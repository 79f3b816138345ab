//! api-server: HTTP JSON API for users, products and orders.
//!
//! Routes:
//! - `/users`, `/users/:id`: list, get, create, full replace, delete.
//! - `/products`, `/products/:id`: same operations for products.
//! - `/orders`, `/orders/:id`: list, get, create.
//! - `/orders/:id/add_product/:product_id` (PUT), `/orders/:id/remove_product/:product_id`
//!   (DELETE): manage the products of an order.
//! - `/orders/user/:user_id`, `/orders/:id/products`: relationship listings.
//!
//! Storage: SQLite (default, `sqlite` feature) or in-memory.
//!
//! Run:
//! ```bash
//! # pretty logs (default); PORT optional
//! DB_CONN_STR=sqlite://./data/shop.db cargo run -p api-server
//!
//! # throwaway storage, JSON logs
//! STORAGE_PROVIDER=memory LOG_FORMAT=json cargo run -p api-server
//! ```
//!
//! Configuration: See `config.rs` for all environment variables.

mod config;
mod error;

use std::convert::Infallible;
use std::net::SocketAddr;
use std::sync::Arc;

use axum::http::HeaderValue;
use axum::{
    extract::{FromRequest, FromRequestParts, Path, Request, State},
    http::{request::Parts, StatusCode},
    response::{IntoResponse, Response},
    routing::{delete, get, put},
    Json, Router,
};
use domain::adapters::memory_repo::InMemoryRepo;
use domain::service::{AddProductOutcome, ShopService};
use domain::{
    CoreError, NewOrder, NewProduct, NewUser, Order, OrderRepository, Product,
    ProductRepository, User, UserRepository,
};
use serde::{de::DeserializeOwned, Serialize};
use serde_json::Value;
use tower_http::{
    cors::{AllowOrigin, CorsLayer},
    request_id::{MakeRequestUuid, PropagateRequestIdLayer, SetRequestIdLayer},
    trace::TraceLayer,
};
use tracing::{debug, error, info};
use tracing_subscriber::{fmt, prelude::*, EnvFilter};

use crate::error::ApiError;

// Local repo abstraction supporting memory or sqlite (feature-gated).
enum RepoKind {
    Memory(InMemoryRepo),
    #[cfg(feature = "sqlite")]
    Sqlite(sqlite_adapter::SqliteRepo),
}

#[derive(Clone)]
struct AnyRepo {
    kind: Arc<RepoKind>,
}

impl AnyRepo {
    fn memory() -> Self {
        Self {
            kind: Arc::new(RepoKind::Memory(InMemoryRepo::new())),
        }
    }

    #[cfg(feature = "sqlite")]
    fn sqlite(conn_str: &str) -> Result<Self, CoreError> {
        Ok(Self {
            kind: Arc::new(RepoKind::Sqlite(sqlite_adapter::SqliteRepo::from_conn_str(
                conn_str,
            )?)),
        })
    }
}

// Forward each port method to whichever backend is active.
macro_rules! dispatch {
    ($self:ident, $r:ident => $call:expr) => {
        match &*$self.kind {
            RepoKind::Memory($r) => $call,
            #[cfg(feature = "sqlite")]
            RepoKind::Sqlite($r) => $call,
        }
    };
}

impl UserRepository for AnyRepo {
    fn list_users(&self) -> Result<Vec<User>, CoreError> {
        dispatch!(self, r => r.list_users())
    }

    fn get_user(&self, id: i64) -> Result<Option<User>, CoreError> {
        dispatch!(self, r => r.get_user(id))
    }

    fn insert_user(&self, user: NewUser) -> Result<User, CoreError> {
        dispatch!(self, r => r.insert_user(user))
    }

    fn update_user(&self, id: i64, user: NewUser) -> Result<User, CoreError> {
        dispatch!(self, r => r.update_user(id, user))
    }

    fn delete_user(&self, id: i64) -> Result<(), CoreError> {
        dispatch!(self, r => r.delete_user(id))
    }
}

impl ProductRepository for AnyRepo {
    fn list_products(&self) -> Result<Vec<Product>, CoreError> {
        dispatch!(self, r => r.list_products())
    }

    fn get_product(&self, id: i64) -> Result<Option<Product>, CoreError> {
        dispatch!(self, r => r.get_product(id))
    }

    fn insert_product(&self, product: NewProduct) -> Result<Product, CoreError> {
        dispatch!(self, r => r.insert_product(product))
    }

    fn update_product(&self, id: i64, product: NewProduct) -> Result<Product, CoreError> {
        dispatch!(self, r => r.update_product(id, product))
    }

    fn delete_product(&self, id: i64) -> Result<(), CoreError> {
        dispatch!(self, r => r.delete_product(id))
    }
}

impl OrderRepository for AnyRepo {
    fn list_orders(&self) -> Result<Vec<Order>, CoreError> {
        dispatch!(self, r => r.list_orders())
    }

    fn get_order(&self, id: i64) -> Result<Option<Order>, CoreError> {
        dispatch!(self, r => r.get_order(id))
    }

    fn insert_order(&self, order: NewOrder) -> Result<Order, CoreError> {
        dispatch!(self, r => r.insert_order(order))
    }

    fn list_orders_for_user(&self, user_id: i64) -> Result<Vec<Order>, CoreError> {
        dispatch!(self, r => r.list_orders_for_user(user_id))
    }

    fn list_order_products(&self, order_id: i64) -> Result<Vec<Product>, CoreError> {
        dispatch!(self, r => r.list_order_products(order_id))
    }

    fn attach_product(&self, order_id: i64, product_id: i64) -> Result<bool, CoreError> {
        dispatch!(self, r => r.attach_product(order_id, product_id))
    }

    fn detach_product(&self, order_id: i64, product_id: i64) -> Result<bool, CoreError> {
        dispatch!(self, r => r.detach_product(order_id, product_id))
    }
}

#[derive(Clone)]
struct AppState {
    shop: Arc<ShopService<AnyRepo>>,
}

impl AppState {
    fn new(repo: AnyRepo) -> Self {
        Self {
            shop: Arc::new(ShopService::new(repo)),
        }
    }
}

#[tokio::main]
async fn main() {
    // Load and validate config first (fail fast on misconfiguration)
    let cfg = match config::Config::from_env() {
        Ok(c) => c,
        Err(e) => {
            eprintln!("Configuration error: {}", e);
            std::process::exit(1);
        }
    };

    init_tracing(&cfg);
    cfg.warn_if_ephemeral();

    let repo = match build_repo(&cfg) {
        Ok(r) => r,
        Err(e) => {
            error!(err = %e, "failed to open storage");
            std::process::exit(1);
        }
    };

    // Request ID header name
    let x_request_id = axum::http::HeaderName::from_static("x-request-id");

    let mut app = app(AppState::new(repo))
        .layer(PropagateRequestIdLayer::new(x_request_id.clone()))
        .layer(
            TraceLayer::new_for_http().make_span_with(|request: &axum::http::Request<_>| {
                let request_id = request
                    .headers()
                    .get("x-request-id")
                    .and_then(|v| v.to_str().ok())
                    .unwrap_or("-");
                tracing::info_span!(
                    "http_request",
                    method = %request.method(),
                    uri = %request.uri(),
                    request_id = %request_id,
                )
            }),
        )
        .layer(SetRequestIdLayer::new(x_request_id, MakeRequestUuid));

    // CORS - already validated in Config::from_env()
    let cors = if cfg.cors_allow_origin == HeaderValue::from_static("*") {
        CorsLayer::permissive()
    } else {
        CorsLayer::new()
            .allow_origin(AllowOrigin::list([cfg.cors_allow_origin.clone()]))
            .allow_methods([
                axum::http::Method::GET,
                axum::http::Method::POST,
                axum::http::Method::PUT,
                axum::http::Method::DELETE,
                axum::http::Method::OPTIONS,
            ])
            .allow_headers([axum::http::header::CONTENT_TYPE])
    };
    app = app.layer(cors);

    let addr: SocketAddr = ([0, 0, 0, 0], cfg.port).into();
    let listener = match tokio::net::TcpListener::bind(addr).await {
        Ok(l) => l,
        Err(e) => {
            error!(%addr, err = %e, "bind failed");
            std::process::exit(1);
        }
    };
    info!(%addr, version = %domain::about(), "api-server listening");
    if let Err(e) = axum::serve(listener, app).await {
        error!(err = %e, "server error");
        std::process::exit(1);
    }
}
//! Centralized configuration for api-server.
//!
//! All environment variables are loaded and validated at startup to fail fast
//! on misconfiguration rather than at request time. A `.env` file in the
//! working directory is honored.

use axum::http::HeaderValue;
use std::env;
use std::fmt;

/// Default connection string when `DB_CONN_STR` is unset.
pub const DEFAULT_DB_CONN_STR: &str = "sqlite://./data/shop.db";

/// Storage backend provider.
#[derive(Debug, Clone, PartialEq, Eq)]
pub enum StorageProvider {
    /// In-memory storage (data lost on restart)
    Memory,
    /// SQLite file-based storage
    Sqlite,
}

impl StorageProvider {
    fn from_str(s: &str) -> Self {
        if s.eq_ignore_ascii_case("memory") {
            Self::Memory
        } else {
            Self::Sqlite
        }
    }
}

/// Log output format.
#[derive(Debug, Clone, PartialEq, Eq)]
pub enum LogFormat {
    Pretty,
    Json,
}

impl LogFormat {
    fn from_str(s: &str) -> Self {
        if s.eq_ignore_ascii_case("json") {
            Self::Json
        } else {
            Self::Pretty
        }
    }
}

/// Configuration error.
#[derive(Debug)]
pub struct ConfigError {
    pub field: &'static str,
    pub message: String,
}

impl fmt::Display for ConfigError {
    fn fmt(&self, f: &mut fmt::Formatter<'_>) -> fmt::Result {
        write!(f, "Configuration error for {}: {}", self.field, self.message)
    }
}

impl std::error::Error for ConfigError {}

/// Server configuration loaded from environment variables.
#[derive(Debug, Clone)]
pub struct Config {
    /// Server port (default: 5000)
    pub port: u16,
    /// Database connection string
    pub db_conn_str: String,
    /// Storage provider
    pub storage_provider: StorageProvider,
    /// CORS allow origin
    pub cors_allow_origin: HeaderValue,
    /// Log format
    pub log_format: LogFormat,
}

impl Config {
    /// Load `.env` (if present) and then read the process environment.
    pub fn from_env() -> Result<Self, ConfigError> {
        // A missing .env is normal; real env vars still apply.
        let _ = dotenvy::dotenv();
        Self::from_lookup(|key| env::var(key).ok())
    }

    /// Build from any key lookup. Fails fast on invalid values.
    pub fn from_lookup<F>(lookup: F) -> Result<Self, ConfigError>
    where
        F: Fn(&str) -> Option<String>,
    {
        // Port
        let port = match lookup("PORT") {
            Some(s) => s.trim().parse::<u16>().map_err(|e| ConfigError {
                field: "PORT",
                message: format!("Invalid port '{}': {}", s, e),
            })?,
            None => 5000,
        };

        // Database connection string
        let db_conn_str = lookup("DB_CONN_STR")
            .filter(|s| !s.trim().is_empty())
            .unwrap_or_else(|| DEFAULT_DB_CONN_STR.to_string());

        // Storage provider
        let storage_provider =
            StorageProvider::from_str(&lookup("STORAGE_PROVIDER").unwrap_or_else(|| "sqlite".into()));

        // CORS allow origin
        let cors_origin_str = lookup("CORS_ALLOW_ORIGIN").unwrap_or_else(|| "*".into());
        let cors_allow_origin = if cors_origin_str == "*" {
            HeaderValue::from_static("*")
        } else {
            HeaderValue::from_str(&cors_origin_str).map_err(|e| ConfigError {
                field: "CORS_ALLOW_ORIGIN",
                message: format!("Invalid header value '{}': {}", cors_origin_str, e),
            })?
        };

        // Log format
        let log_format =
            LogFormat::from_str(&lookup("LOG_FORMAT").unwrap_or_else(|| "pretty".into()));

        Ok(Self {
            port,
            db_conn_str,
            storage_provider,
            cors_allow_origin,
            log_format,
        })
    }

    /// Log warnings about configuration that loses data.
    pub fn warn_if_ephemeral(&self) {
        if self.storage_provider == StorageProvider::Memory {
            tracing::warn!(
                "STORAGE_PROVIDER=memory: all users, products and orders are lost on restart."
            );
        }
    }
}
----------
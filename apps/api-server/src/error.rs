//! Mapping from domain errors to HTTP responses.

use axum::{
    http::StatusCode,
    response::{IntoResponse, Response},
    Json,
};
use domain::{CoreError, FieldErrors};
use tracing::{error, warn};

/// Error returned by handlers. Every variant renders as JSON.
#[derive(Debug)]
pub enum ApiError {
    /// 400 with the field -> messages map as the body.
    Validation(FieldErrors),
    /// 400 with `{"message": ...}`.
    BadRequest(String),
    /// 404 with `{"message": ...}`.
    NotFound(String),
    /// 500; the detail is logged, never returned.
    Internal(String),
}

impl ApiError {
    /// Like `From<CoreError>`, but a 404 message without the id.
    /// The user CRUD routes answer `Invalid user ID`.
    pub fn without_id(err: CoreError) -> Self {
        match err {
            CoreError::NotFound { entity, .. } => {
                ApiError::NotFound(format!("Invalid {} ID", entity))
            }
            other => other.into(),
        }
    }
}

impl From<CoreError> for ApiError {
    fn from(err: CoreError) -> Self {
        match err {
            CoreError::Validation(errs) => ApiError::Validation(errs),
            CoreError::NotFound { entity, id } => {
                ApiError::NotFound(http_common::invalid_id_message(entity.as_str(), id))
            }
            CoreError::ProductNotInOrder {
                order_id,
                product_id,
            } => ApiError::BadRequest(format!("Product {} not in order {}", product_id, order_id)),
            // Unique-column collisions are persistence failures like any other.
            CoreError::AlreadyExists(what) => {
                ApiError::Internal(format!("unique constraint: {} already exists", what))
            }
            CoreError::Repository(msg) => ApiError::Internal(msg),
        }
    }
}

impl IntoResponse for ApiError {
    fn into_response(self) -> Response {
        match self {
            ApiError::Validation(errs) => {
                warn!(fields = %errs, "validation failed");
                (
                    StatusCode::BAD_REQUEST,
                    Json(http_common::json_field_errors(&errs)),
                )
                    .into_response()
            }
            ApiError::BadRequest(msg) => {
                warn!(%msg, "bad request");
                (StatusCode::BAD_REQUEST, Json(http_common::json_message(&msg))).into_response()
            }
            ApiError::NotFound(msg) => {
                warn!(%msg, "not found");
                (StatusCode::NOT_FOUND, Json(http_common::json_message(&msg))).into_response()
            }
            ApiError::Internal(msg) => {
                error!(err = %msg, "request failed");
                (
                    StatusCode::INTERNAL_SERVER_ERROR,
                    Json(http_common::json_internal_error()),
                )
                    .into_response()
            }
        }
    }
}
----------
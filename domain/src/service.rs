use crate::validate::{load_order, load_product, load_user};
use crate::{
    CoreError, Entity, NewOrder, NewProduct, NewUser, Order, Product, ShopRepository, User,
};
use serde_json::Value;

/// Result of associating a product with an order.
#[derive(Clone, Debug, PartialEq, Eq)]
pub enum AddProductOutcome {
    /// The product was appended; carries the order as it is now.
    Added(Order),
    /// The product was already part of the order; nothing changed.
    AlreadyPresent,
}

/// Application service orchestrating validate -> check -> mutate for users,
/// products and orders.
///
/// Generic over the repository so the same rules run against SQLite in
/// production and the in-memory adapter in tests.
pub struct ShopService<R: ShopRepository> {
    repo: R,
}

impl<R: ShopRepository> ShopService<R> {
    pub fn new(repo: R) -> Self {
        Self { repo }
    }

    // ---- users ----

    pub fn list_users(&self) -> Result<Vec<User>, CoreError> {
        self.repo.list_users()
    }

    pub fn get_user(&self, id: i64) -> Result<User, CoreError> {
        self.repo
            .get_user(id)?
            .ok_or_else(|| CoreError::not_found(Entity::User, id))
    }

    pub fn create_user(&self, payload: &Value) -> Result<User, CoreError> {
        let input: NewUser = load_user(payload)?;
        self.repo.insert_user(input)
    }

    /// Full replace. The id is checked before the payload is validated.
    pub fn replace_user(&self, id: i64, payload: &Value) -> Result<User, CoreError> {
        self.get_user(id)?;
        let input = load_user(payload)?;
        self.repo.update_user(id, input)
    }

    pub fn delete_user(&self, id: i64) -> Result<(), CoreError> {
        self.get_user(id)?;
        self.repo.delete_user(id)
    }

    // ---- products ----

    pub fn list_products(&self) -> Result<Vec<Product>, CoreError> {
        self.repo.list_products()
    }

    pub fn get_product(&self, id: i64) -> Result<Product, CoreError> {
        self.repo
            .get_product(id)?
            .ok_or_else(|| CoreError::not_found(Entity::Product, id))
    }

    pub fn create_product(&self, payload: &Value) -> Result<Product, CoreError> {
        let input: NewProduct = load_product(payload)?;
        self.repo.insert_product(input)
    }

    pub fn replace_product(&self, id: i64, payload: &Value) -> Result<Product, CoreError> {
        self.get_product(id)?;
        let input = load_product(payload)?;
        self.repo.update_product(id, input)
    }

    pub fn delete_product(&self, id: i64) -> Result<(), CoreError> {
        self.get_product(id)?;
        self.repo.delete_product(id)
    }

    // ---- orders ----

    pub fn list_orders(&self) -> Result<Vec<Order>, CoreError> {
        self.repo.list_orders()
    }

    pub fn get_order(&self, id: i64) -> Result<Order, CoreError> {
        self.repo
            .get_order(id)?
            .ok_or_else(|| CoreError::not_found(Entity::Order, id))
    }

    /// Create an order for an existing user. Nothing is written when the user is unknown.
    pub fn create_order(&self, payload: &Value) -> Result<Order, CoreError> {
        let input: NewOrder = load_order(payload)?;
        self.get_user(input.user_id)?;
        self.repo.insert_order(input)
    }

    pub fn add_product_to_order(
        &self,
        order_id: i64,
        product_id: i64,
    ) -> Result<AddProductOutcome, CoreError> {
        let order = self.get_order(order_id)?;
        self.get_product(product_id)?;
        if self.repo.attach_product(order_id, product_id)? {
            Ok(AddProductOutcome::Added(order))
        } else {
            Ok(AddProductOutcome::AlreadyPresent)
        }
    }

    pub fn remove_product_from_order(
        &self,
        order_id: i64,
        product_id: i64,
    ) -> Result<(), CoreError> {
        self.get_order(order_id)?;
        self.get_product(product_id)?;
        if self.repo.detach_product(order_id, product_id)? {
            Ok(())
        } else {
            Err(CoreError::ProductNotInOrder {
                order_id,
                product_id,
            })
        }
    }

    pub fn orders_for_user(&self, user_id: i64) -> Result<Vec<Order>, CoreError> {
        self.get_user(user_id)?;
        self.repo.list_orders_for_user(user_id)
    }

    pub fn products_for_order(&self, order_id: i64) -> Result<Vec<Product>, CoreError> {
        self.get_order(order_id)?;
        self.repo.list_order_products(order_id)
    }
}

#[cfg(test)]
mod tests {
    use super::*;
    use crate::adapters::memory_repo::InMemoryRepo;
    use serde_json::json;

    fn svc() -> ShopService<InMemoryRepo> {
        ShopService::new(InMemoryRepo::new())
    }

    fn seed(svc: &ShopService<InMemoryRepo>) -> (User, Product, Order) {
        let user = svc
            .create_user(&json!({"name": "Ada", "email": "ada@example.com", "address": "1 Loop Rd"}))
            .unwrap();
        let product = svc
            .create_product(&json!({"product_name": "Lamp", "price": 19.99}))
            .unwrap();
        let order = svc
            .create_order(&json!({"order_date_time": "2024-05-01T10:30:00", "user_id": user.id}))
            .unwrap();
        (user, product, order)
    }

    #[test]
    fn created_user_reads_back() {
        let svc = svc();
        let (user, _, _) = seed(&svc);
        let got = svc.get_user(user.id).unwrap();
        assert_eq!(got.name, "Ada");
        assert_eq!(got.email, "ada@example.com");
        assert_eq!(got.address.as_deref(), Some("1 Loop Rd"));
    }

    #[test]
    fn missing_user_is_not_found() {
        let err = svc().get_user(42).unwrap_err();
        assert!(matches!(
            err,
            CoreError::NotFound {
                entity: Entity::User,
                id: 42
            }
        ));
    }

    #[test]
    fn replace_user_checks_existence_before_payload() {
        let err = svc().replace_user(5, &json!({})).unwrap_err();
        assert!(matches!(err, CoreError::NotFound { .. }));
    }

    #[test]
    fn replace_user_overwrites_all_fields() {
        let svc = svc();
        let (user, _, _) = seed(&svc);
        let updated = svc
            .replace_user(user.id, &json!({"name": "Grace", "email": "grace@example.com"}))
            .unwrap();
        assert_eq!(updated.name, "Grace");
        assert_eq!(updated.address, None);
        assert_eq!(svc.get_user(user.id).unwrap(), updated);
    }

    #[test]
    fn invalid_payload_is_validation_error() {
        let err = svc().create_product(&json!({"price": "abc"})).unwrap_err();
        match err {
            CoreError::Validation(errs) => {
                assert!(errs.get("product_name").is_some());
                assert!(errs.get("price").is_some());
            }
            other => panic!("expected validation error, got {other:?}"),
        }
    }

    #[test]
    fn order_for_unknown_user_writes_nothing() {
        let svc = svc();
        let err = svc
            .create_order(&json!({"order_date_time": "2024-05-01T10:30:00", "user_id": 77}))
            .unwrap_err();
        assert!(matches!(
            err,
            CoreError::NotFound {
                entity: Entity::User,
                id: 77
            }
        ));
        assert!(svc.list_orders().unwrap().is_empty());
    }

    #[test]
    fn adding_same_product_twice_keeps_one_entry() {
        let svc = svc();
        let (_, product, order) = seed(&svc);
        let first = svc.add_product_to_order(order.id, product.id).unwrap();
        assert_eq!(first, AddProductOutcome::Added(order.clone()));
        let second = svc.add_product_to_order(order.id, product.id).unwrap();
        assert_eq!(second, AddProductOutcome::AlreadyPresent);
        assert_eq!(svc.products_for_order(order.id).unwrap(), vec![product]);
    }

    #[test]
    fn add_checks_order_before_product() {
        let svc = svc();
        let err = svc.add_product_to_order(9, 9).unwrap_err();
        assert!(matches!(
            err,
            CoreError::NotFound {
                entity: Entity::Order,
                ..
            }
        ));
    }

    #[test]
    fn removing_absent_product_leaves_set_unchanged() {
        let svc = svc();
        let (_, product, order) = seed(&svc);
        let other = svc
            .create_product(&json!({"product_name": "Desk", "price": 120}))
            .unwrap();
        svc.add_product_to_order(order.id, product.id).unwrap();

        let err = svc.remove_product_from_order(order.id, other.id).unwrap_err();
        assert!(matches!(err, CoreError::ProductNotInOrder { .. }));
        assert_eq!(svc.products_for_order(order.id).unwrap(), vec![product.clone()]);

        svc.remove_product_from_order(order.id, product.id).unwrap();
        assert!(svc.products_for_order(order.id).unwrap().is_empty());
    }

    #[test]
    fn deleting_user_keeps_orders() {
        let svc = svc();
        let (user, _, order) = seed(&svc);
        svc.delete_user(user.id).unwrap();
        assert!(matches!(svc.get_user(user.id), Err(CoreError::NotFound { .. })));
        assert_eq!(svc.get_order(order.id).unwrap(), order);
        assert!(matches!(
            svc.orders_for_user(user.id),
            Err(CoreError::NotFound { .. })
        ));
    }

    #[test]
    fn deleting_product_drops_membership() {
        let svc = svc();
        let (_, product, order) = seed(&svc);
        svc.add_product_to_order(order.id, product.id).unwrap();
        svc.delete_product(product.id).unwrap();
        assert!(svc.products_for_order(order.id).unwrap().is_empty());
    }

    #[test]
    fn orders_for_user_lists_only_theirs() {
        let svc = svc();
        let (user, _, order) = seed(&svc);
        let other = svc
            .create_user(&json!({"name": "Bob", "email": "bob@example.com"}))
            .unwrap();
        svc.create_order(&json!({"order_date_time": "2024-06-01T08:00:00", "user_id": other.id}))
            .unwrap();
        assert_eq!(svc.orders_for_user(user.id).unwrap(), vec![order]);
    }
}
----------
- **YOUR ASSIGNMENT**
Whenever the word "domain" occurs in a line above, copy that line.

- **PROBLEM SOLUTION**
use domain::adapters::memory_repo::InMemoryRepo;
use domain::service::{AddProductOutcome, ShopService};
use domain::{
    info!(%addr, version = %domain::about(), "api-server listening");
//! Mapping from domain errors to HTTP responses.
use domain::{CoreError, FieldErrors};
filename domain/src/service.rs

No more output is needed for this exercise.